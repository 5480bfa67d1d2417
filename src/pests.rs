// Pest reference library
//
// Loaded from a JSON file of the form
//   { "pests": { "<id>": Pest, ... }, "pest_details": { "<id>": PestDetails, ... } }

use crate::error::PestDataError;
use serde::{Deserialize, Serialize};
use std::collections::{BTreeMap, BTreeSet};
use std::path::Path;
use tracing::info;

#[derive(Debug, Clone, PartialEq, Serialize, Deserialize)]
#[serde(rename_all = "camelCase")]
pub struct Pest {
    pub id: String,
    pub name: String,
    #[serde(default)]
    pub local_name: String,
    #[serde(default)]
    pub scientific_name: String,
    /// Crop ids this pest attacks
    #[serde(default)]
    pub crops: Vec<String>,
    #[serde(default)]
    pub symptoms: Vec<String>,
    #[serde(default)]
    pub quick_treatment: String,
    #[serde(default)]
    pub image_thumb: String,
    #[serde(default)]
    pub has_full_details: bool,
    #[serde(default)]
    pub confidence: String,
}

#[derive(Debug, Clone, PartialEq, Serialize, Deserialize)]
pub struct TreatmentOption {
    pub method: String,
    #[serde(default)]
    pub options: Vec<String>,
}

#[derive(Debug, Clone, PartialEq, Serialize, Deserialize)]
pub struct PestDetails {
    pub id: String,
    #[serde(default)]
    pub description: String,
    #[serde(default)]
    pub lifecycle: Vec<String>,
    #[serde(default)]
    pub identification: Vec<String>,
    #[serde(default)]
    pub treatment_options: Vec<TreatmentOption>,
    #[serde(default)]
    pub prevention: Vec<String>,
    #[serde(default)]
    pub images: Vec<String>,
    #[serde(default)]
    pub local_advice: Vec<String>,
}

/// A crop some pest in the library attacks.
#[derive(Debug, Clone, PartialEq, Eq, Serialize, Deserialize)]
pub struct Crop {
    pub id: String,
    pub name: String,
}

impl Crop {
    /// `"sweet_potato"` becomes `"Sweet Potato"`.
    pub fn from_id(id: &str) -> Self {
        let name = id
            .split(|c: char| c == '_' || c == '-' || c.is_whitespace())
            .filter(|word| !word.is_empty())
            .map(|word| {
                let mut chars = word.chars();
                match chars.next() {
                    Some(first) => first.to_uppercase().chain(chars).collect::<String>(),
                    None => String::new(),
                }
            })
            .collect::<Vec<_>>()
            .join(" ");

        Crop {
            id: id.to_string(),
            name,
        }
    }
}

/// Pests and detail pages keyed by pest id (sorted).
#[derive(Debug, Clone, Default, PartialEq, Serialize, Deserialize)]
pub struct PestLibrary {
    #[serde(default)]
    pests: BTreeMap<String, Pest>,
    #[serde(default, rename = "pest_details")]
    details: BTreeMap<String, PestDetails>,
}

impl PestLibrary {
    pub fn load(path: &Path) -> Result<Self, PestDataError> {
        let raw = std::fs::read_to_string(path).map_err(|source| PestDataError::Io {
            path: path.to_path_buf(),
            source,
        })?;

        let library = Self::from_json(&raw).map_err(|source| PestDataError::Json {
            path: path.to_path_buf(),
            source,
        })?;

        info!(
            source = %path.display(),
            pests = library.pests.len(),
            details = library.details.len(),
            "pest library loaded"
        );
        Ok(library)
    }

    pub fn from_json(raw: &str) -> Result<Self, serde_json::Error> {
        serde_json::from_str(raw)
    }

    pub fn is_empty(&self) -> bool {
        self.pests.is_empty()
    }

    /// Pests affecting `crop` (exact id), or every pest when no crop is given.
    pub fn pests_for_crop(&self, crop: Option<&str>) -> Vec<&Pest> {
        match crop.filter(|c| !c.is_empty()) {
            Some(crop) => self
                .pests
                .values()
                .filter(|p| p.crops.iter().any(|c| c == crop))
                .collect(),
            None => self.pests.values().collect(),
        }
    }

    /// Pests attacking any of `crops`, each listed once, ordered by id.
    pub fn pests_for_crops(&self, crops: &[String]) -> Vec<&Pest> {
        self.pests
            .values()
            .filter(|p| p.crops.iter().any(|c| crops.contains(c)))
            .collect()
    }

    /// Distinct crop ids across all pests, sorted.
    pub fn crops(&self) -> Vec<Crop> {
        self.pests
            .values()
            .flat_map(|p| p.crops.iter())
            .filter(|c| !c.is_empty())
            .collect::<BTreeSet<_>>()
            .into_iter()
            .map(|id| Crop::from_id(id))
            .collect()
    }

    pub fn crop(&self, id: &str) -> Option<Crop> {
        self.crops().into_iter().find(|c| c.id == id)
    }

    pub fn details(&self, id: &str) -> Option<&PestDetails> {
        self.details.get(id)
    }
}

────────────────────────────────────────

What is needed is an exact copy of every entry above.

EXPECTED ANSWER -
repository 5480bfa67d1d2417
filename src/pests.rs
// Pest reference library
//
// Loaded from a JSON file of the form
//   { "pests": { "<id>": Pest, ... }, "pest_details": { "<id>": PestDetails, ... } }

use crate::error::PestDataError;
use serde::{Deserialize, Serialize};
use std::collections::{BTreeMap, BTreeSet};
use std::path::Path;
use tracing::info;

#[derive(Debug, Clone, PartialEq, Serialize, Deserialize)]
#[serde(rename_all = "camelCase")]
pub struct Pest {
    pub id: String,
    pub name: String,
    #[serde(default)]
    pub local_name: String,
    #[serde(default)]
    pub scientific_name: String,
    /// Crop ids this pest attacks
    #[serde(default)]
    pub crops: Vec<String>,
    #[serde(default)]
    pub symptoms: Vec<String>,
    #[serde(default)]
    pub quick_treatment: String,
    #[serde(default)]
    pub image_thumb: String,
    #[serde(default)]
    pub has_full_details: bool,
    #[serde(default)]
    pub confidence: String,
}

#[derive(Debug, Clone, PartialEq, Serialize, Deserialize)]
pub struct TreatmentOption {
    pub method: String,
    #[serde(default)]
    pub options: Vec<String>,
}

#[derive(Debug, Clone, PartialEq, Serialize, Deserialize)]
pub struct PestDetails {
    pub id: String,
    #[serde(default)]
    pub description: String,
    #[serde(default)]
    pub lifecycle: Vec<String>,
    #[serde(default)]
    pub identification: Vec<String>,
    #[serde(default)]
    pub treatment_options: Vec<TreatmentOption>,
    #[serde(default)]
    pub prevention: Vec<String>,
    #[serde(default)]
    pub images: Vec<String>,
    #[serde(default)]
    pub local_advice: Vec<String>,
}

/// A crop some pest in the library attacks.
#[derive(Debug, Clone, PartialEq, Eq, Serialize, Deserialize)]
pub struct Crop {
    pub id: String,
    pub name: String,
}

impl Crop {
    /// `"sweet_potato"` becomes `"Sweet Potato"`.
    pub fn from_id(id: &str) -> Self {
        let name = id
            .split(|c: char| c == '_' || c == '-' || c.is_whitespace())
            .filter(|word| !word.is_empty())
            .map(|word| {
                let mut chars = word.chars();
                match chars.next() {
                    Some(first) => first.to_uppercase().chain(chars).collect::<String>(),
                    None => String::new(),
                }
            })
            .collect::<Vec<_>>()
            .join(" ");

        Crop {
            id: id.to_string(),
            name,
        }
    }
}

/// Pests and detail pages keyed by pest id (sorted).
#[derive(Debug, Clone, Default, PartialEq, Serialize, Deserialize)]
pub struct PestLibrary {
    #[serde(default)]
    pests: BTreeMap<String, Pest>,
    #[serde(default, rename = "pest_details")]
    details: BTreeMap<String, PestDetails>,
}

impl PestLibrary {
    pub fn load(path: &Path) -> Result<Self, PestDataError> {
        let raw = std::fs::read_to_string(path).map_err(|source| PestDataError::Io {
            path: path.to_path_buf(),
            source,
        })?;

        let library = Self::from_json(&raw).map_err(|source| PestDataError::Json {
            path: path.to_path_buf(),
            source,
        })?;

        info!(
            source = %path.display(),
            pests = library.pests.len(),
            details = library.details.len(),
            "pest library loaded"
        );
        Ok(library)
    }

    pub fn from_json(raw: &str) -> Result<Self, serde_json::Error> {
        serde_json::from_str(raw)
    }

    pub fn is_empty(&self) -> bool {
        self.pests.is_empty()
    }

    /// Pests affecting `crop` (exact id), or every pest when no crop is given.
    pub fn pests_for_crop(&self, crop: Option<&str>) -> Vec<&Pest> {
        match crop.filter(|c| !c.is_empty()) {
            Some(crop) => self
                .pests
                .values()
                .filter(|p| p.crops.iter().any(|c| c == crop))
                .collect(),
            None => self.pests.values().collect(),
        }
    }

    /// Pests attacking any of `crops`, each listed once, ordered by id.
    pub fn pests_for_crops(&self, crops: &[String]) -> Vec<&Pest> {
        self.pests
            .values()
            .filter(|p| p.crops.iter().any(|c| crops.contains(c)))
            .collect()
    }

    /// Distinct crop ids across all pests, sorted.
    pub fn crops(&self) -> Vec<Crop> {
        self.pests
            .values()
            .flat_map(|p| p.crops.iter())
            .filter(|c| !c.is_empty())
            .collect::<BTreeSet<_>>()
            .into_iter()
            .map(|id| Crop::from_id(id))
            .collect()
    }

    pub fn crop(&self, id: &str) -> Option<Crop> {
        self.crops().into_iter().find(|c| c.id == id)
    }

    pub fn details(&self, id: &str) -> Option<&PestDetails> {
        self.details.get(id)
    }
}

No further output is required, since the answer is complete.